## Exercise objective
For the entries below, print exactly the lines between the line holding "assert!(!session.teardown(CloseReason::ControlEvent).await);" and the line holding "assert_eq!(target.commands.recv().await, None);", inclusive, and nothing else.

Records from a data source
══════
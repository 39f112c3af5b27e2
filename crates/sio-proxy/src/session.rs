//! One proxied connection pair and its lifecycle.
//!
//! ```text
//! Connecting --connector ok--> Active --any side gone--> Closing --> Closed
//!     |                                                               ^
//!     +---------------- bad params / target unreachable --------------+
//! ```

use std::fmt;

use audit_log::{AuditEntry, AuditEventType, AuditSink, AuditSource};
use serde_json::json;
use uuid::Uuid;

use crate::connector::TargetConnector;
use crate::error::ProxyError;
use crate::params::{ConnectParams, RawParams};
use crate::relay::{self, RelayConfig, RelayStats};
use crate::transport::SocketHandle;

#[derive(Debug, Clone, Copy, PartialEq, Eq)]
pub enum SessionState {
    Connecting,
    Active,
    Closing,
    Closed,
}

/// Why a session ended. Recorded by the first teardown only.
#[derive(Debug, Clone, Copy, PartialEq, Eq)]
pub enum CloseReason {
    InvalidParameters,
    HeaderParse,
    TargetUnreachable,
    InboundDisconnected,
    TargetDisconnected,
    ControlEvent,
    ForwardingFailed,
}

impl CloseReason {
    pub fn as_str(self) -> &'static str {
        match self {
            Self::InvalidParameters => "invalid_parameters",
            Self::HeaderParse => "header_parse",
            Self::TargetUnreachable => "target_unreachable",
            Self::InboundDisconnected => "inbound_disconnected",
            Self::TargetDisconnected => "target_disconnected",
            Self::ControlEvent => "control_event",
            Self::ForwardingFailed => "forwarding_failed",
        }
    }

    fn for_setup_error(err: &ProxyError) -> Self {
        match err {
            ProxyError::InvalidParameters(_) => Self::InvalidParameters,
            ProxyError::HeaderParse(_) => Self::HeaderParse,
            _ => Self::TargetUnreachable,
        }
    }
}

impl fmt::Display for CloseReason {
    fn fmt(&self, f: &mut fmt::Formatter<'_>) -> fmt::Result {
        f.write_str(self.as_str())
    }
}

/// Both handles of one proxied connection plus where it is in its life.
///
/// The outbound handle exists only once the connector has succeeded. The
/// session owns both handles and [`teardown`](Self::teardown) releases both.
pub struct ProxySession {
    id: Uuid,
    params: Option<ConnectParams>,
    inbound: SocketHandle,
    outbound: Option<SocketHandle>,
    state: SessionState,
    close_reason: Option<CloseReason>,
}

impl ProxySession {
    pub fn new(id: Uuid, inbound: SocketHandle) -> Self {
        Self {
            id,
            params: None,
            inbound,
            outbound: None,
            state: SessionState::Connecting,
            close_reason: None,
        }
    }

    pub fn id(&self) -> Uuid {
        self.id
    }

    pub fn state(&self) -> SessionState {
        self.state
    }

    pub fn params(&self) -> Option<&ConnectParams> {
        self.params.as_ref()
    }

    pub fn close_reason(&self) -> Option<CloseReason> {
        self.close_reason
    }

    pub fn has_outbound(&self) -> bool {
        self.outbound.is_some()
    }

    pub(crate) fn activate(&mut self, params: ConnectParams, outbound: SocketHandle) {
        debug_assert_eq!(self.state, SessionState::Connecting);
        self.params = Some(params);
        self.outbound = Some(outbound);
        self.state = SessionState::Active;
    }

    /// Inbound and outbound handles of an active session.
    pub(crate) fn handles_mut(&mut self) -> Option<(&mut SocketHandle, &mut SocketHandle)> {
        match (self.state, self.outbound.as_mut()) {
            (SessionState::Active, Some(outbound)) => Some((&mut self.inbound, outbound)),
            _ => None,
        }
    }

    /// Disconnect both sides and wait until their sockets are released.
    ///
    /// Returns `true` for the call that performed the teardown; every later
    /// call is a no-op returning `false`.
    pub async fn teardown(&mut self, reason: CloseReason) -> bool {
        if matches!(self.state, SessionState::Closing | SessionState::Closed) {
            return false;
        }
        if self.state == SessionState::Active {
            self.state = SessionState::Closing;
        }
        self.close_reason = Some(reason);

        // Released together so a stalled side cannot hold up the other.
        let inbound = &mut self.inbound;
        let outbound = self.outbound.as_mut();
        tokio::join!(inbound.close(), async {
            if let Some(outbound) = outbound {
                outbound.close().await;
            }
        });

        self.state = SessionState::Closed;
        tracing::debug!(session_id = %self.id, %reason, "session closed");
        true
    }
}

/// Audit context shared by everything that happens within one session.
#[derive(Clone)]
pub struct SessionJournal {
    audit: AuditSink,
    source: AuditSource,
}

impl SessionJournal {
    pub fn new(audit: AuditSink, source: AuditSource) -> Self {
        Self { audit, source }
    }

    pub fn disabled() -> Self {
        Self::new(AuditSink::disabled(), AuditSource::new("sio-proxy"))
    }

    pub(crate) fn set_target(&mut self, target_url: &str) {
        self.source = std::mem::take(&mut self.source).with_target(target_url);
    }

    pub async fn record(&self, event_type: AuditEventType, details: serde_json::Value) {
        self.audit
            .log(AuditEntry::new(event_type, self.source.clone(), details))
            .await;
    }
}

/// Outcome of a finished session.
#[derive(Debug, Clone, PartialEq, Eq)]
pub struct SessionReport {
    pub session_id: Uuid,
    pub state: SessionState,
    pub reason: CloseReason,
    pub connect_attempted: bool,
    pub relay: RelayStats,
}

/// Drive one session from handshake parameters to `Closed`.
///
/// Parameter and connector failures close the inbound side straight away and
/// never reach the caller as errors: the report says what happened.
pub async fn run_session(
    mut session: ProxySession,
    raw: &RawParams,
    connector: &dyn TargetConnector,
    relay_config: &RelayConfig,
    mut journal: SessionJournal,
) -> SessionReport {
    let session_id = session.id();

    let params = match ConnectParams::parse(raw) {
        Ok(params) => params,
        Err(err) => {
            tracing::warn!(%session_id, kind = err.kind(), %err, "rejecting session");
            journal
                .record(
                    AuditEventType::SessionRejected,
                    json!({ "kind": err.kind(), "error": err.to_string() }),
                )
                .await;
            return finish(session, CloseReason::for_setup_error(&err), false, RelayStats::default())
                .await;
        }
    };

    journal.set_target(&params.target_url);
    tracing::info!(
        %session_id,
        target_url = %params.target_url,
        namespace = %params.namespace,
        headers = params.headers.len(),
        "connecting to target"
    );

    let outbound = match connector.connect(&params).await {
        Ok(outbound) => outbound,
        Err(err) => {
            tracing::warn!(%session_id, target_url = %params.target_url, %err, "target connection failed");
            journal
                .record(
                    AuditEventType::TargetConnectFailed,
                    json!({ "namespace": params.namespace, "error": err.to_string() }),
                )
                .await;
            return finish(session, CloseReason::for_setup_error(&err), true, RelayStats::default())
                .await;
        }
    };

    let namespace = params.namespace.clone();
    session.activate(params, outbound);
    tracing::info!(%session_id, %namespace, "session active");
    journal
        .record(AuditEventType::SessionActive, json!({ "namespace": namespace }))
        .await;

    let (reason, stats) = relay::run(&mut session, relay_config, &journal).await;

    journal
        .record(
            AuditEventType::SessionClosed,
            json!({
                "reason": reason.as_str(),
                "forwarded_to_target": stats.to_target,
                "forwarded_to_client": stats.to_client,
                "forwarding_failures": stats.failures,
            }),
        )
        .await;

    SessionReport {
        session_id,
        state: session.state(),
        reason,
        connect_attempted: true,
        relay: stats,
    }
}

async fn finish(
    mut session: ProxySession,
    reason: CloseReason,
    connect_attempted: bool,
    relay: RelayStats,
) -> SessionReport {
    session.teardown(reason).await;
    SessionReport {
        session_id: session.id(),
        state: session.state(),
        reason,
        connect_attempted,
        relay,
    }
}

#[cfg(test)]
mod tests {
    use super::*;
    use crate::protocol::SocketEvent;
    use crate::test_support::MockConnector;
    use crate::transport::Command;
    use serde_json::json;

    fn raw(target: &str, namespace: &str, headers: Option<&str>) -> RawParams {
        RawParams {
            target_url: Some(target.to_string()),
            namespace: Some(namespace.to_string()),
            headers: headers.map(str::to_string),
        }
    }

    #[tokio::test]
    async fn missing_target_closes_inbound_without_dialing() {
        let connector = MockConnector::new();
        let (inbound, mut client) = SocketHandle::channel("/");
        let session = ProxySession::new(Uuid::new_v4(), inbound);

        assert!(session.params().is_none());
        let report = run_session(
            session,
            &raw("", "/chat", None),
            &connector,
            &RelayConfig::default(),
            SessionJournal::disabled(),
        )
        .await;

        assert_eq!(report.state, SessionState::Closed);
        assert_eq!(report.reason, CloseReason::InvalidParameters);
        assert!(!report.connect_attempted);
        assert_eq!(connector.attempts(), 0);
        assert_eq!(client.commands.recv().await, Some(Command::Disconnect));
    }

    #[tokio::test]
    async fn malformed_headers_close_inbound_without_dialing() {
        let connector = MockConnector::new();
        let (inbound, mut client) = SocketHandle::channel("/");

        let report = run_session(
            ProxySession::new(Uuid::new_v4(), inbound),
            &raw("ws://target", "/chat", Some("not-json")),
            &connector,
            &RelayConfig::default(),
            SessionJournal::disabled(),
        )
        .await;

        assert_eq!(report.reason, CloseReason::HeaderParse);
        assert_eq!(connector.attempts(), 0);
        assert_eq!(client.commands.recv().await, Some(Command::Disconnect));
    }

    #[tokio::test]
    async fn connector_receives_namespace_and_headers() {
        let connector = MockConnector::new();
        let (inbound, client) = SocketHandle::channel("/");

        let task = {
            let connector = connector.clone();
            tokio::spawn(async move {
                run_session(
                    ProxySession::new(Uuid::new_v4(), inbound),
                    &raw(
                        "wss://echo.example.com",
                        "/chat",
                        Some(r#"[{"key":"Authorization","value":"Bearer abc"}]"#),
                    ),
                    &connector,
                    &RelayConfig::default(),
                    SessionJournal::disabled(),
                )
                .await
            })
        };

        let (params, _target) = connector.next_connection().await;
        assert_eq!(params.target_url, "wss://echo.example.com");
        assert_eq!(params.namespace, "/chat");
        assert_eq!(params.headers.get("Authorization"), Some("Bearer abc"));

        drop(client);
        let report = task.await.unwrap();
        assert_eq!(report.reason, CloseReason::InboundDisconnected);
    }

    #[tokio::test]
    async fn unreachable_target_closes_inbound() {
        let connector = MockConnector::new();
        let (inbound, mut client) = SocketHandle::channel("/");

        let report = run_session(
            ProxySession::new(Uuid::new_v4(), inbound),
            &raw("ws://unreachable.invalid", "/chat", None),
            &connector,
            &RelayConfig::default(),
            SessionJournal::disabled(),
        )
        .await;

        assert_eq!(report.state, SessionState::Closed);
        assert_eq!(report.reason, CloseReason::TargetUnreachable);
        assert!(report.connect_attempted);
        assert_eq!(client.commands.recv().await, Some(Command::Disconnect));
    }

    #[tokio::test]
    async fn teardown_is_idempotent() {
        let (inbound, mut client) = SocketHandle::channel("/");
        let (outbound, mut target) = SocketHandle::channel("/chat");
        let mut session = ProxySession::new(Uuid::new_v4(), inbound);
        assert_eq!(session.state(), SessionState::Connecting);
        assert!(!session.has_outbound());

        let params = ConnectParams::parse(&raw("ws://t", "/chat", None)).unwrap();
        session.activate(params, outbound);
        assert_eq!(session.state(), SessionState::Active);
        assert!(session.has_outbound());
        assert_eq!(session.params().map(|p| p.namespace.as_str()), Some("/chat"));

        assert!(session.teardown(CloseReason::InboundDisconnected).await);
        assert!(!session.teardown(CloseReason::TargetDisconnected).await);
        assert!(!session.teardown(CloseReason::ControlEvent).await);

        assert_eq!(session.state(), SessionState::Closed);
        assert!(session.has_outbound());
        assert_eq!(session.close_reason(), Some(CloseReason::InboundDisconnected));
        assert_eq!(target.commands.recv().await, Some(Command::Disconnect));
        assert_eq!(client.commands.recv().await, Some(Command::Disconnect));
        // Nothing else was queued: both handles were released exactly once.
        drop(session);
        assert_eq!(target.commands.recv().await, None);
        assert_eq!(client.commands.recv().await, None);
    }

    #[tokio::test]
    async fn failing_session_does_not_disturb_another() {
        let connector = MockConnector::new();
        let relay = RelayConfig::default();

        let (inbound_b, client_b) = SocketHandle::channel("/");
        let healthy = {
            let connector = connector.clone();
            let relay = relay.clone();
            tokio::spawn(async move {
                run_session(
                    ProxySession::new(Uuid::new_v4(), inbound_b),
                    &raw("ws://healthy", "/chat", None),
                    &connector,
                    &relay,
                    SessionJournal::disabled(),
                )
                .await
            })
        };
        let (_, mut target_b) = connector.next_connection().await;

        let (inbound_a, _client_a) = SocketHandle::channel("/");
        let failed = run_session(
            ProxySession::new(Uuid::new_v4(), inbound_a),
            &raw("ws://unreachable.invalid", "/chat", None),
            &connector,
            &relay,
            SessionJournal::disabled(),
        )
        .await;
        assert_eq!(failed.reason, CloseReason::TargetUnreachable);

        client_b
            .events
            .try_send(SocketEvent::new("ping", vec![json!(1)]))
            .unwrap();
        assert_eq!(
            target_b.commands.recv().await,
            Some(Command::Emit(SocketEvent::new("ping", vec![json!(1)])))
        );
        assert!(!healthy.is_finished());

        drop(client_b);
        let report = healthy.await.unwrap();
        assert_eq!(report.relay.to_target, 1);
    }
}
══════
## Solution to this task
        assert!(!session.teardown(CloseReason::ControlEvent).await);

        assert_eq!(session.state(), SessionState::Closed);
        assert!(session.has_outbound());
        assert_eq!(session.close_reason(), Some(CloseReason::InboundDisconnected));
        assert_eq!(target.commands.recv().await, Some(Command::Disconnect));
        assert_eq!(client.commands.recv().await, Some(Command::Disconnect));
        // Nothing else was queued: both handles were released exactly once.
        drop(session);
        assert_eq!(target.commands.recv().await, None);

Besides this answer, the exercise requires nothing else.